[RECORDS FOR THE TASK]:
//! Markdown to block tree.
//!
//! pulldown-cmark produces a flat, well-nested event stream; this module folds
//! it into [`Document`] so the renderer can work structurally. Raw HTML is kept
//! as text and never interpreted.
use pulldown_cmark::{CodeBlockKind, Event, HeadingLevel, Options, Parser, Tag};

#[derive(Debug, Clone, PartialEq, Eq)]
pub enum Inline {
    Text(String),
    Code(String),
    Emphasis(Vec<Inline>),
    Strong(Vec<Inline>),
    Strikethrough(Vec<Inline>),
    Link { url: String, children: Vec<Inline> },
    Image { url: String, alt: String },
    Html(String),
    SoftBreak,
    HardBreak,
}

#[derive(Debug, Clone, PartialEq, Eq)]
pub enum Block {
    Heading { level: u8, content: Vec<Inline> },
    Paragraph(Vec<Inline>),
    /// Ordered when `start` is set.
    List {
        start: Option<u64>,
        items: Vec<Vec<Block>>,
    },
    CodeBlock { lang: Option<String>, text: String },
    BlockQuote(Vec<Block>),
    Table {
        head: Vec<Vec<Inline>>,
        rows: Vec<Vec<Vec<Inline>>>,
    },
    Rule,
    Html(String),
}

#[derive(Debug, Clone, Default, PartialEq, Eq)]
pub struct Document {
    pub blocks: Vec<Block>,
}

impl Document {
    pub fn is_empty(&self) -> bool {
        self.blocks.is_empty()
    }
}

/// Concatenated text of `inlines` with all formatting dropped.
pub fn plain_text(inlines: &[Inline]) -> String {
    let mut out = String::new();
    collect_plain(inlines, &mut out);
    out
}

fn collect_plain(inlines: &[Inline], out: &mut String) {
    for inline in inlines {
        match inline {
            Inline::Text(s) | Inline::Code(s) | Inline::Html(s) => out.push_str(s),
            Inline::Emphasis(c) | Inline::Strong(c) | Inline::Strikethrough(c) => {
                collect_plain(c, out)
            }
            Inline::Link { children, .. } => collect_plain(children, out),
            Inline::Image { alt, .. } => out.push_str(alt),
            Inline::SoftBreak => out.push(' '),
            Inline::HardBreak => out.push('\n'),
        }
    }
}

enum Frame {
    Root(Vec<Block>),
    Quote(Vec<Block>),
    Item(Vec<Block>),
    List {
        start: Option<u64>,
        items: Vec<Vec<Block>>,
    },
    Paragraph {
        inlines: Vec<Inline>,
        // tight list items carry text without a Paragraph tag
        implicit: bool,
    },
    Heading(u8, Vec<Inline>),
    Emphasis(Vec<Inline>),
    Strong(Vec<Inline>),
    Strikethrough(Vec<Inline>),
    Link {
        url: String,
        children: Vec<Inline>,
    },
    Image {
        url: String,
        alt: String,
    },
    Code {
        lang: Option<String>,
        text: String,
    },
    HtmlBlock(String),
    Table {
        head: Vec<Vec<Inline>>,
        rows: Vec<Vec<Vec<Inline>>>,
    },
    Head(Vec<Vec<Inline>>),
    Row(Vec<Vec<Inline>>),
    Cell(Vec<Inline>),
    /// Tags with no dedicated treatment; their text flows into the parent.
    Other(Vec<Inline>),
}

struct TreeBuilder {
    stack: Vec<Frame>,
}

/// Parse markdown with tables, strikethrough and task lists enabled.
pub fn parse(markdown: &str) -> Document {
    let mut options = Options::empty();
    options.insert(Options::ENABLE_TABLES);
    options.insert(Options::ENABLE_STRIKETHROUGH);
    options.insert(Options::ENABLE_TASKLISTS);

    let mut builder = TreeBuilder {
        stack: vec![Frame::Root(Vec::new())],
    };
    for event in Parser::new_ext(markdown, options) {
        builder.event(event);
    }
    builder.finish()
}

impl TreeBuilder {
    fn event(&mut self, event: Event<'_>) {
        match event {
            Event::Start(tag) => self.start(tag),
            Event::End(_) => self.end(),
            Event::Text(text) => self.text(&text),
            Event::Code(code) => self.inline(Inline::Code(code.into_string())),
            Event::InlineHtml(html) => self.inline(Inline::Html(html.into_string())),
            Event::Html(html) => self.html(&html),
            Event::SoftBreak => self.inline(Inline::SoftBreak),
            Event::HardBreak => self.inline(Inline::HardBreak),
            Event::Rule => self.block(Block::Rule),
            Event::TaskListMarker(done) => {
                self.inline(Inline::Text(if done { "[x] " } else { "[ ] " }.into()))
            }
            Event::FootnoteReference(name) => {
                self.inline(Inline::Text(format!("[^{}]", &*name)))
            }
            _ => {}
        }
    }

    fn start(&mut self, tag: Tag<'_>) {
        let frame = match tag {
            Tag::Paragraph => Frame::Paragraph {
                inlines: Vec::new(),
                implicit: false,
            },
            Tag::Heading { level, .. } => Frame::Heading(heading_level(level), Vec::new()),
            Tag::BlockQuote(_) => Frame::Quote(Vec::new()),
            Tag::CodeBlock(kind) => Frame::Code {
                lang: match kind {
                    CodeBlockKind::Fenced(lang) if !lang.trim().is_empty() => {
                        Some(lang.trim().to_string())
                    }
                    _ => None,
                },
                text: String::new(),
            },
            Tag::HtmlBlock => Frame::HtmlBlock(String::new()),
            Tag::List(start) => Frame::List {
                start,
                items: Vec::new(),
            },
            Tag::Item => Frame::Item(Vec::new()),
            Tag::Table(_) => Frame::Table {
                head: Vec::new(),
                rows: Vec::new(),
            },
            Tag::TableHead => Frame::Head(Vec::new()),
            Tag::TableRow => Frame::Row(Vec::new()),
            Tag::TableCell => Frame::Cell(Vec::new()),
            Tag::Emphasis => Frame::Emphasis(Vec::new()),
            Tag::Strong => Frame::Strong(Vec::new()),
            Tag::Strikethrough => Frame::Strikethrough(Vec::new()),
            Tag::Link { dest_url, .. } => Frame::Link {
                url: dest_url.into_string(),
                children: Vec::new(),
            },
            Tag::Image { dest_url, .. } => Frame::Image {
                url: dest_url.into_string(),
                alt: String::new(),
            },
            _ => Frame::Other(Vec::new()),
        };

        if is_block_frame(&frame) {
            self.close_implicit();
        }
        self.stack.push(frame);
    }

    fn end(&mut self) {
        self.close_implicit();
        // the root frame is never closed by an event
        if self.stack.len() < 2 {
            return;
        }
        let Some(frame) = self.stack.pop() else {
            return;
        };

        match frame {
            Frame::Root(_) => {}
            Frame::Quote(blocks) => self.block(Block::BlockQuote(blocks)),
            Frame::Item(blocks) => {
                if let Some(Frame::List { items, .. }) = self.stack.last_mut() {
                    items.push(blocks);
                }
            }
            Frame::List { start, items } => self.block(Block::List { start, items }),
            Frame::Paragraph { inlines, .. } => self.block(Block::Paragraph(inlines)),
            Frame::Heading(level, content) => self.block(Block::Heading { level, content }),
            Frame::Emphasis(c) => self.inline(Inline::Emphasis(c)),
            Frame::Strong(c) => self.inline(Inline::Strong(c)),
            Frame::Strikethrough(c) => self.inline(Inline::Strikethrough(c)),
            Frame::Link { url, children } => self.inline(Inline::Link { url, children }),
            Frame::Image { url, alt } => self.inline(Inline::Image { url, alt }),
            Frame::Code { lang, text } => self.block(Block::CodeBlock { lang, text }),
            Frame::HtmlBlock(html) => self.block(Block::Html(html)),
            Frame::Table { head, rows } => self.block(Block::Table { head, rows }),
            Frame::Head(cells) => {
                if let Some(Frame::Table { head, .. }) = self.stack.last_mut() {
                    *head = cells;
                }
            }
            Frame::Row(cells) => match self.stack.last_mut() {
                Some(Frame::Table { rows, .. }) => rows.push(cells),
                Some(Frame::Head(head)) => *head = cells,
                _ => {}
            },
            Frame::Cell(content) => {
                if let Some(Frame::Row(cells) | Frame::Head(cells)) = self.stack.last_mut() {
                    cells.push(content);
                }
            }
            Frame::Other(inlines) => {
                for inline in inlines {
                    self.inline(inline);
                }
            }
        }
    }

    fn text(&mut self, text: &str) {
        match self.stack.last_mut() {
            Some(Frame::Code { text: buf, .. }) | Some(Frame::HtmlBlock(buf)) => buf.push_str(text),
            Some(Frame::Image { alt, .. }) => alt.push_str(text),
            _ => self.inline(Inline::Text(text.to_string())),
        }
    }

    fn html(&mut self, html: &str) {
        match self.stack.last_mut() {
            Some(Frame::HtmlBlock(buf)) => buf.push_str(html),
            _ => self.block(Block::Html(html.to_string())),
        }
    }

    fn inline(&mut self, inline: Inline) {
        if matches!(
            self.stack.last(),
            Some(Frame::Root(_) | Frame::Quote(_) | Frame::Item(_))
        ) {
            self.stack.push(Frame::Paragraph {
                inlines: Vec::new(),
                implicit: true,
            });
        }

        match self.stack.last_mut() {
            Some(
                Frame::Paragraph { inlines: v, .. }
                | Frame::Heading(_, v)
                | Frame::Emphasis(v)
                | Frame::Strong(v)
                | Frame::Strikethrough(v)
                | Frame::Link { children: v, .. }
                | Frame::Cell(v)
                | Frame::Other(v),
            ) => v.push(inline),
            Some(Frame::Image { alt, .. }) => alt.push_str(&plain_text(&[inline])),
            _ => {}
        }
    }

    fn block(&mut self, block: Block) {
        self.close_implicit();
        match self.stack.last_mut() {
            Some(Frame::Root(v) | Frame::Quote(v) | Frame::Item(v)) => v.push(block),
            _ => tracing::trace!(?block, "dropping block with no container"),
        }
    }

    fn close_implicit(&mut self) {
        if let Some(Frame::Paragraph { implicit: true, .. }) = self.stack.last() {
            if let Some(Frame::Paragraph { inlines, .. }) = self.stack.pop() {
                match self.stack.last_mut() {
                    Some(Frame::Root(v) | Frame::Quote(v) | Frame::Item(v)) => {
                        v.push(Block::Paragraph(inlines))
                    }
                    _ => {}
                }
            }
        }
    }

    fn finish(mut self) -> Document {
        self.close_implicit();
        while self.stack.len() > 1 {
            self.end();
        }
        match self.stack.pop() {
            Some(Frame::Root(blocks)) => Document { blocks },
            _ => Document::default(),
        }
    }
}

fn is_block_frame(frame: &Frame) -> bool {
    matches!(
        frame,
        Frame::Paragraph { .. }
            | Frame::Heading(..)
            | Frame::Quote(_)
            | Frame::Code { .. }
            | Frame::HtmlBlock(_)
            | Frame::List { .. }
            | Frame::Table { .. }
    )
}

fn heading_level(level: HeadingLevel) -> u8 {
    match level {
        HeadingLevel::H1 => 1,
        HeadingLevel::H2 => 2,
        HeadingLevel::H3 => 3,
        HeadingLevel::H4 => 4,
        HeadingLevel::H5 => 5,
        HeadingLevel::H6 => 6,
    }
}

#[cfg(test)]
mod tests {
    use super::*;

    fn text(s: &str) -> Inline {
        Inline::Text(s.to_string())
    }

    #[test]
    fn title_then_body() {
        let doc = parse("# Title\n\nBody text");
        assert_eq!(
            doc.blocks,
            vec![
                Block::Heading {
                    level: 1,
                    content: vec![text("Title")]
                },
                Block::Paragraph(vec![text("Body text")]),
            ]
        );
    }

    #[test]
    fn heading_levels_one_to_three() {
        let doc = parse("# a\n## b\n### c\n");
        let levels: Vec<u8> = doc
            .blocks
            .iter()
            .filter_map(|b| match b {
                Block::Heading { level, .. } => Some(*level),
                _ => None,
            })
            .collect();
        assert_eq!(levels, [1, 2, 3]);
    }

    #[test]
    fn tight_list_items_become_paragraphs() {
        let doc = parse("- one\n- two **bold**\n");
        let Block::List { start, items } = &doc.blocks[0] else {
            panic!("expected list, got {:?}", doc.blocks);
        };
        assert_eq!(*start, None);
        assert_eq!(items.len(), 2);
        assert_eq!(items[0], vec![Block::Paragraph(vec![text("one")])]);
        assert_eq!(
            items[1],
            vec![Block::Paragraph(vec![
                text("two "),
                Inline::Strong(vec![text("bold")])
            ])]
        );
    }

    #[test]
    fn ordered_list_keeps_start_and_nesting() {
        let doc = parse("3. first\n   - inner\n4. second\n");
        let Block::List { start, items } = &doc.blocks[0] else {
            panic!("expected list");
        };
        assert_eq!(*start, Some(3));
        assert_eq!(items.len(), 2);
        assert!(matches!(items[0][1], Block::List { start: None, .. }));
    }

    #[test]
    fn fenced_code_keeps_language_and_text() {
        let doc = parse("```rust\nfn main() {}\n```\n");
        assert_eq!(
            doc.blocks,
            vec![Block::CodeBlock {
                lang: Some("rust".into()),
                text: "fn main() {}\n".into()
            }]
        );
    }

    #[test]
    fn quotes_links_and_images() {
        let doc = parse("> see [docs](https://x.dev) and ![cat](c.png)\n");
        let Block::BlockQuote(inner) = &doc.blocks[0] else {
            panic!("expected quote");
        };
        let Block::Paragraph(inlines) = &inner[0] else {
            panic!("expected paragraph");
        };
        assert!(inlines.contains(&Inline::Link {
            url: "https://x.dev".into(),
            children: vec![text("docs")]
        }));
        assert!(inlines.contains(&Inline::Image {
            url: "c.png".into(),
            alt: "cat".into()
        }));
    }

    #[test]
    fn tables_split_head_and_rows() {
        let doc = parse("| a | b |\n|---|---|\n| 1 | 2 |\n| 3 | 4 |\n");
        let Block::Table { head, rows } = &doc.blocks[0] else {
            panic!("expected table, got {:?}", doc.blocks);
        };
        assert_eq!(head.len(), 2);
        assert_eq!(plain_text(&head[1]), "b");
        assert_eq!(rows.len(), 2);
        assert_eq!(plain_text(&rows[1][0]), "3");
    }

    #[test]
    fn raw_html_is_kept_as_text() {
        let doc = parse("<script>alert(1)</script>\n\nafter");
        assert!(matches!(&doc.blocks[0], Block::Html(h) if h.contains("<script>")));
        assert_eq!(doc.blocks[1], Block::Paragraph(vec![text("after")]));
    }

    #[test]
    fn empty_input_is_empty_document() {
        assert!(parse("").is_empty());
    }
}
==
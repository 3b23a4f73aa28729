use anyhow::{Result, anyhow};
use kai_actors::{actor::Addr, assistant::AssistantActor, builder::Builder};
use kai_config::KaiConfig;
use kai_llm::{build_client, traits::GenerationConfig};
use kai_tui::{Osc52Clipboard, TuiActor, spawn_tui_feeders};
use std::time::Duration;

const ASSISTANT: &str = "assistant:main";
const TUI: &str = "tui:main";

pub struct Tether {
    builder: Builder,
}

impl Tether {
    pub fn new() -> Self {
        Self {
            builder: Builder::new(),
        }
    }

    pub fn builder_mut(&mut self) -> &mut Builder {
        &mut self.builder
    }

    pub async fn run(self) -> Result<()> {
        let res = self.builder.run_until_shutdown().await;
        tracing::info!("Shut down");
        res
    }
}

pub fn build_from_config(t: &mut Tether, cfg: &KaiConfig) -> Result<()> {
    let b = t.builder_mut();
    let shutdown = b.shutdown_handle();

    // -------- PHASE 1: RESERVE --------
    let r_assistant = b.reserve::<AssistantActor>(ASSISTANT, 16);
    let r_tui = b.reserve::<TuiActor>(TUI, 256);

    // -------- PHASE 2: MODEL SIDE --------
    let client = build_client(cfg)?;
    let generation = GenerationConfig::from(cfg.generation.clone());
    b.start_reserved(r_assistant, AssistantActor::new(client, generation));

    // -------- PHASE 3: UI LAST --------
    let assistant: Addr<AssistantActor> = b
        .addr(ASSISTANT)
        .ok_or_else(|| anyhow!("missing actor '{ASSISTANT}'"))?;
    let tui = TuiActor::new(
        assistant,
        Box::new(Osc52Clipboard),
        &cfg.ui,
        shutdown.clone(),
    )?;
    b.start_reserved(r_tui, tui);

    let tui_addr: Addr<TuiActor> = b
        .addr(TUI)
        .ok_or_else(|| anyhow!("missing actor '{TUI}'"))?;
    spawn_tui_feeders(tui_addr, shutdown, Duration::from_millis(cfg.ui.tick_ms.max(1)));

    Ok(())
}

[YOUR ASSIGNMENT]:
There is a line with "to block tree." and a line with "pub enum Block" above. Copy exactly those two lines and all lines between them, with nothing else.

[THE COMPLETED TASK]:
//! Markdown to block tree.
//!
//! pulldown-cmark produces a flat, well-nested event stream; this module folds
//! it into [`Document`] so the renderer can work structurally. Raw HTML is kept
//! as text and never interpreted.
use pulldown_cmark::{CodeBlockKind, Event, HeadingLevel, Options, Parser, Tag};

#[derive(Debug, Clone, PartialEq, Eq)]
pub enum Inline {
    Text(String),
    Code(String),
    Emphasis(Vec<Inline>),
    Strong(Vec<Inline>),
    Strikethrough(Vec<Inline>),
    Link { url: String, children: Vec<Inline> },
    Image { url: String, alt: String },
    Html(String),
    SoftBreak,
    HardBreak,
}

#[derive(Debug, Clone, PartialEq, Eq)]
pub enum Block {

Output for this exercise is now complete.